Figure 1: Parallax paths concept.
Figure 2: Traced parallax paths.
Figure 3: Top view of parallax paths.
When such paths are translated to a position-invariant reference (Figure 4), this creates an intra-camera best-fit consensus path constraint (Figure 5) as well as an inter-camera constraint such that path positions viewed by the same camera (red triangle in Figure 2) should lie along the same line (Figure 6), and such that the position-invariant paths only vary in scale. These constraints differ from those of standard factorization [TomasiKanade92]. The intersection of the consensus path at different scales with these lines results in a direct prediction of where each parallax path position should lie given the constraints.

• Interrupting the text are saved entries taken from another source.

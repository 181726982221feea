//! Equity Geography classification and the transportation vulnerability index.

mod classify;
mod stats;
mod transport;

pub use classify::{
    ClassifiedTract, Concentration, Criteria, EquityClassifier, EquityGeographies, PovertyMeasure,
    get_equity_geographies,
};
pub use stats::Threshold;
pub use transport::{
    AverageComparison, INDEX_VALUE, IndexedTract, IndicatorWeight, TransportIndex, TransportWeights,
    build_index, compare_averages,
};
use std::collections::{BTreeMap, HashSet};

use log::{debug, info, warn};
use polars::prelude::{DataFrame, NamedFrom, Series};
use serde::{Deserialize, Serialize};

use crate::{
    error::{Result, ScoreError},
    score::{descending_order, min_max_scale, weighted_column_sum},
    table::{FeatureTable, Geography, key_columns},
};
use super::{classify::{Criteria, EquityGeographies}, stats::mean};

pub const INDEX_VALUE: &str = "Index Value";

/// Analyst-entered weight for one transportation indicator.
#[derive(Debug, Clone, PartialEq, Eq, Serialize, Deserialize)]
pub struct IndicatorWeight {
    pub indicator: String,
    pub weight: u32,
}

/// Validated, ordered indicator weights.
#[derive(Debug, Clone, PartialEq)]
pub struct TransportWeights {
    weights: Vec<IndicatorWeight>,
}

impl TransportWeights {
    /// Weights are meant to total 100. A total outside [99, 101] is logged
    /// but accepted.
    pub fn new(weights: Vec<IndicatorWeight>) -> Result<Self> {
        if weights.is_empty() {
            return Err(ScoreError::invalid("weights", "at least one indicator is required"));
        }
        let mut seen = HashSet::new();
        if let Some(repeat) = weights.iter().find(|w| !seen.insert(w.indicator.as_str())) {
            return Err(ScoreError::invalid("weights", format!("'{}' is weighted twice", repeat.indicator)));
        }

        let weights = Self { weights };
        if !weights.is_balanced() {
            warn!("[transport] indicator weights total {}, expected 100", weights.total());
        }
        Ok(weights)
    }

    #[inline] pub fn weights(&self) -> &[IndicatorWeight] { &self.weights }

    #[inline] pub fn total(&self) -> u64 { self.weights.iter().map(|w| u64::from(w.weight)).sum() }

    #[inline] pub fn is_balanced(&self) -> bool { (99..=101).contains(&self.total()) }

    pub fn indicators(&self) -> impl Iterator<Item = &str> {
        self.weights.iter().map(|w| w.indicator.as_str())
    }
}

#[derive(Debug, Clone)]
pub struct IndexedTract {
    pub geography: Geography,
    /// Weighted min-max values, one per indicator.
    pub contributions: Vec<f64>,
    pub index_value: f64,
    /// Equity classification, when the index was joined with one.
    pub criteria: Option<Criteria>,
}

/// Tracts ranked by descending Index Value, ties in input order.
#[derive(Debug, Clone)]
pub struct TransportIndex {
    indicators: Vec<String>,
    rows: Vec<IndexedTract>,
}

impl TransportIndex {
    #[inline] pub fn indicators(&self) -> &[String] { &self.indicators }

    #[inline] pub fn rows(&self) -> &[IndexedTract] { &self.rows }

    #[inline] pub fn len(&self) -> usize { self.rows.len() }

    #[inline] pub fn is_empty(&self) -> bool { self.rows.is_empty() }

    /// Keep the `n` highest-ranked tracts.
    pub fn top(mut self, n: usize) -> Self {
        self.rows.truncate(n);
        self
    }

    /// Annotate each tract with its criteria from `equity`.
    pub fn with_equity(mut self, equity: &EquityGeographies) -> Self {
        for row in &mut self.rows {
            row.criteria = equity.get(&row.geography.geo_id).map(|tract| tract.criteria());
        }
        self
    }

    /// Key columns, weighted contributions, `Index Value`, and `Criteria`
    /// if any tract carries one.
    pub fn to_frame(&self) -> Result<DataFrame> {
        let mut columns = key_columns(self.rows.iter().map(|row| &row.geography));
        for (j, name) in self.indicators.iter().enumerate() {
            let values: Vec<f64> = self.rows.iter().map(|row| row.contributions[j]).collect();
            columns.push(Series::new(name.as_str().into(), values).into());
        }
        let index: Vec<f64> = self.rows.iter().map(|row| row.index_value).collect();
        columns.push(Series::new(INDEX_VALUE.into(), index).into());

        if self.rows.iter().any(|row| row.criteria.is_some()) {
            let criteria: Vec<Option<&str>> = self.rows.iter()
                .map(|row| row.criteria.as_ref().map(Criteria::to_str))
                .collect();
            columns.push(Series::new("Criteria".into(), criteria).into());
        }

        Ok(DataFrame::new(columns)?)
    }
}

/// Min-max normalize each weighted indicator over `tracts`, multiply by its
/// weight and sum into one Index Value per tract.
///
/// A constant indicator contributes 0 to every tract.
pub fn build_index(tracts: &FeatureTable, weights: &TransportWeights) -> Result<TransportIndex> {
    if tracts.is_empty() { return Err(ScoreError::EmptyTable) }

    let indicators: Vec<String> = weights.indicators().map(String::from).collect();
    let normalized = indicators.iter()
        .map(|indicator| {
            let scaled = min_max_scale(&tracts.indicator(indicator)?);
            if scaled.iter().all(|v| *v == 0.0) {
                debug!("[transport] '{indicator}' is constant over the selection");
            }
            Ok(scaled)
        })
        .collect::<Result<Vec<Vec<f64>>>>()?;

    let factors: Vec<f64> = weights.weights().iter().map(|w| w.weight as f64).collect();
    let columns: Vec<&[f64]> = normalized.iter().map(Vec::as_slice).collect();
    let index = weighted_column_sum(&columns, &factors)?;

    let rows = descending_order(&index).into_iter()
        .map(|row| IndexedTract {
            geography: tracts.geographies()[row].clone(),
            contributions: normalized.iter().zip(&factors).map(|(column, w)| column[row] * w).collect(),
            index_value: index[row],
            criteria: None,
        })
        .collect::<Vec<_>>();

    info!("[transport] indexed {} tracts on {} indicators", rows.len(), indicators.len());
    Ok(TransportIndex { indicators, rows })
}

/// Selection-wide and Equity-Geography-only averages of transportation indicators.
#[derive(Debug, Clone, PartialEq)]
pub struct AverageComparison {
    pub selection: BTreeMap<String, f64>,
    /// Empty when no tract of the selection is an Equity Geography.
    pub equity: BTreeMap<String, f64>,
}

/// Compare indicator averages over `tracts` against the Equity Geographies in it.
pub fn compare_averages<S: AsRef<str>>(
    tracts: &FeatureTable,
    indicators: &[S],
    equity: &EquityGeographies,
) -> Result<AverageComparison> {
    let ids = equity.equity_ids();
    let in_equity: Vec<bool> = tracts.geographies().iter().map(|geo| ids.contains(&geo.geo_id)).collect();
    let any_equity = in_equity.iter().any(|&b| b);

    let mut selection = BTreeMap::new();
    let mut equity_averages = BTreeMap::new();
    for indicator in indicators {
        let indicator = indicator.as_ref();
        let values = tracts.indicator(indicator)?;
        selection.insert(indicator.to_string(), mean(&values));

        if any_equity {
            let subset: Vec<f64> = values.iter().zip(&in_equity)
                .filter_map(|(&value, &keep)| keep.then_some(value))
                .collect();
            equity_averages.insert(indicator.to_string(), mean(&subset));
        }
    }

    Ok(AverageComparison { selection, equity: equity_averages })
}
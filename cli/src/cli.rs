use std::path::PathBuf;

use openequity::{Concentration, RentType};

/// Housing-risk and equity scoring CLI (argument schema only)
#[derive(clap::Parser, Debug)]
#[command(name = "openequity", version, about, propagate_version = true)]
pub struct Cli {
    /// Increase output verbosity (-v, -vv)
    #[arg(short, long, action = clap::ArgAction::Count, global = true)]
    pub verbose: u8,

    /// Analysis configuration (TOML), defaults to the built-in column names
    #[arg(long, global = true, value_hint = clap::ValueHint::FilePath)]
    pub config: Option<PathBuf>,

    /// Keep only geographies in this state, e.g. "California"
    #[arg(long, global = true)]
    pub state: Option<String>,

    /// Keep only geographies inside this state, county or tract id, e.g. 06075
    #[arg(long, global = true)]
    pub within: Option<String>,

    /// Keep only geographies with these names (repeatable)
    #[arg(long = "name", global = true)]
    pub names: Vec<String>,

    #[command(subcommand)]
    pub command: Commands,
}

#[derive(clap::Subcommand, Debug)]
pub enum Commands {
    /// Rank counties by Relative Risk of housing instability
    Rank(RankArgs),

    /// Classify census tracts as Equity Geographies
    Equity(EquityArgs),

    /// Build the transportation vulnerability index over census tracts
    Transport(TransportArgs),

    /// Estimate the monthly cost of avoiding evictions
    Cost(CostArgs),

    /// Pearson correlation matrix between indicators
    Correlate(CorrelateArgs),
}

#[derive(clap::Args, Debug)]
pub struct RankArgs {
    /// County indicator table (CSV)
    #[arg(value_hint = clap::ValueHint::FilePath)]
    pub table: PathBuf,

    /// Policy terms per county (CSV with the configured policy columns)
    #[arg(long, value_hint = clap::ValueHint::FilePath)]
    pub policy: Option<PathBuf>,

    /// Fold pairwise feature crosses into the score
    #[arg(long)]
    pub cross: bool,

    /// Output ranking file, prints CSV to stdout if omitted
    #[arg(short, long, value_hint = clap::ValueHint::FilePath)]
    pub output: Option<PathBuf>,
}

#[derive(clap::Args, Debug)]
pub struct EquityArgs {
    /// Census tract indicator table (CSV)
    #[arg(value_hint = clap::ValueHint::FilePath)]
    pub tracts: PathBuf,

    /// Concentration level: low (0.5), medium (1) or high (1.5)
    #[arg(long)]
    pub concentration: Option<Concentration>,

    /// Output classification file, prints CSV to stdout if omitted
    #[arg(short, long, value_hint = clap::ValueHint::FilePath)]
    pub output: Option<PathBuf>,
}

#[derive(clap::Args, Debug)]
pub struct TransportArgs {
    /// Census tract indicator table (CSV)
    #[arg(value_hint = clap::ValueHint::FilePath)]
    pub tracts: PathBuf,

    /// Annotate tracts with their Equity Geography criteria
    #[arg(long)]
    pub equity: bool,

    /// Keep only the N highest-ranked tracts
    #[arg(long)]
    pub top: Option<usize>,

    /// Output index file, prints CSV to stdout if omitted
    #[arg(short, long, value_hint = clap::ValueHint::FilePath)]
    pub output: Option<PathBuf>,
}

#[derive(clap::Args, Debug)]
pub struct CostArgs {
    /// County indicator table (CSV)
    #[arg(value_hint = clap::ValueHint::FilePath)]
    pub table: PathBuf,

    /// Rents per county and bedroom count (CSV with fmr_0..4 or rent50_0..4)
    #[arg(long, value_hint = clap::ValueHint::FilePath)]
    pub rents: PathBuf,

    /// Rent schedule: fmr or rent50
    #[arg(long)]
    pub rent_type: Option<RentType>,

    /// Share of burdened households to support, in percent
    #[arg(long)]
    pub percent_burdened: Option<f64>,

    /// Output estimate file, prints CSV to stdout if omitted
    #[arg(short, long, value_hint = clap::ValueHint::FilePath)]
    pub output: Option<PathBuf>,
}

#[derive(clap::Args, Debug)]
pub struct CorrelateArgs {
    /// Indicator table (CSV)
    #[arg(value_hint = clap::ValueHint::FilePath)]
    pub table: PathBuf,

    /// Indicators to compare (repeatable), defaults to every numeric column
    #[arg(long = "indicator")]
    pub indicators: Vec<String>,

    /// Read the table as census tracts instead of counties
    #[arg(long)]
    pub tracts: bool,

    /// Output matrix file, prints CSV to stdout if omitted
    #[arg(short, long, value_hint = clap::ValueHint::FilePath)]
    pub output: Option<PathBuf>,
}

Figure 4: Position invariance.
Figure 5: Consensus path.
Figure 6: Line constraint.
Any inaccurate feature tracks will result in position-invariant parallax paths which do not coincide with these predictions (Figure 7) but can then be corrected to fit the model, resulting in an improved structure (Figure 9) as opposed to the original (Figure 8). Results have been demonstrated on real and synthetic aerial video and turntable sequences, where the proposed method was shown to detect and correct outlier tracks and tracking drift, improve scene structure and also improve convergence for bundle adjustment optimization.
Figure 7: Path differences from predictions.
Figure 8: Initial reconstruction.
Figure 9: Updated reconstruction.
For further details, the AIPR 2012 poster corresponding to this work can be found here.
Related Publications
Mauricio Hess-Flores, Mark A. Duchaineau, Kenneth I. Joy, "Sequential Reconstruction Segment-Wise Feature Track and Structure Updating Based on Parallax Paths", in "to be published in: K.M. Lee et al. (Eds.): ACCV 2012, Part III, LNCS 7726", Volume 7726, pp 636--649, 2012.
Mauricio Hess-Flores, Mark A. Duchaineau, Kenneth I. Joy, "Path-Based Constraints for Accurate Scene Reconstruction from Aerial Video", in "Applied Imagery Pattern Recognition (AIPR) Workshop", 2012.
[TomasiKanade92] Tomasi, C., Kanade, T.: Shape and motion from image streams under orthography: A factorization method. International Journal of Computer Vision 9 (1992) 137-154.